===== DATASET RECORDS =====

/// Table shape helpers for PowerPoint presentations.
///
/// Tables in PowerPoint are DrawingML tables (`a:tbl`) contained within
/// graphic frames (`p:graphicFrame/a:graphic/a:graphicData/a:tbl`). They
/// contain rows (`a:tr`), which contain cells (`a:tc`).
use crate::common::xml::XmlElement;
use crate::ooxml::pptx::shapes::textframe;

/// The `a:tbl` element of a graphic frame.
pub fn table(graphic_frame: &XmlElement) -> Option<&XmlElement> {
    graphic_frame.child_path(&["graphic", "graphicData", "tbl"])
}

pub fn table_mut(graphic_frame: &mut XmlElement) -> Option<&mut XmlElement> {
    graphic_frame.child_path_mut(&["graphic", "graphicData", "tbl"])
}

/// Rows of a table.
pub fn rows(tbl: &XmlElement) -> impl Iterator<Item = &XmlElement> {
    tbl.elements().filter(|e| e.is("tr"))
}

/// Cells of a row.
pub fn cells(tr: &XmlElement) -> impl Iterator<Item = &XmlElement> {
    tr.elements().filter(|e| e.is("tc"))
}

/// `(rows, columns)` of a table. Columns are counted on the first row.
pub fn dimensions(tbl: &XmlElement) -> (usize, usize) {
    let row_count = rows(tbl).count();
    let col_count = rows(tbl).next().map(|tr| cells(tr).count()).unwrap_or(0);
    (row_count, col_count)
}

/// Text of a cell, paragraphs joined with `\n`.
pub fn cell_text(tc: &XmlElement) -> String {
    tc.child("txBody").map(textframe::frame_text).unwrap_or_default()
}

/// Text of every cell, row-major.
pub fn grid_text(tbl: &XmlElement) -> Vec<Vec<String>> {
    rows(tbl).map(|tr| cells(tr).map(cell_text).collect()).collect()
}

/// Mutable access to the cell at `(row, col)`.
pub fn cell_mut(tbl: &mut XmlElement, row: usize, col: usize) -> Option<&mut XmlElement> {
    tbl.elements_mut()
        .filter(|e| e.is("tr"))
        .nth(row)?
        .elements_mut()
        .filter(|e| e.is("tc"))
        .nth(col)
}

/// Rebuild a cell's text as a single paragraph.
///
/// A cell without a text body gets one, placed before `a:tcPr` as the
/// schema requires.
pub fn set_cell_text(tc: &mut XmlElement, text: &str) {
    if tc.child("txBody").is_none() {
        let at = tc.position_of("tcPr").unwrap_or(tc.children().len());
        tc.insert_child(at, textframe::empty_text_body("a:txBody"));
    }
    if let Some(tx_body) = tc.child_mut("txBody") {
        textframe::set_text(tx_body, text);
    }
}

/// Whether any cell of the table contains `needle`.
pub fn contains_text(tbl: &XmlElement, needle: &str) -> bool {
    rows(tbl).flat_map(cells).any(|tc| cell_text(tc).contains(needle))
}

=====

• [WORK TO COMPLETE] Of all the entries above, repeat only the lines from the line that has "a graphic frame." to the line that has "pub fn rows(tbl: &XmlElement)", both lines included, exactly.

• [ANSWER TO THE PROBLEM]
/// The `a:tbl` element of a graphic frame.
pub fn table(graphic_frame: &XmlElement) -> Option<&XmlElement> {
    graphic_frame.child_path(&["graphic", "graphicData", "tbl"])
}

pub fn table_mut(graphic_frame: &mut XmlElement) -> Option<&mut XmlElement> {
    graphic_frame.child_path_mut(&["graphic", "graphicData", "tbl"])
}

/// Rows of a table.
pub fn rows(tbl: &XmlElement) -> impl Iterator<Item = &XmlElement> {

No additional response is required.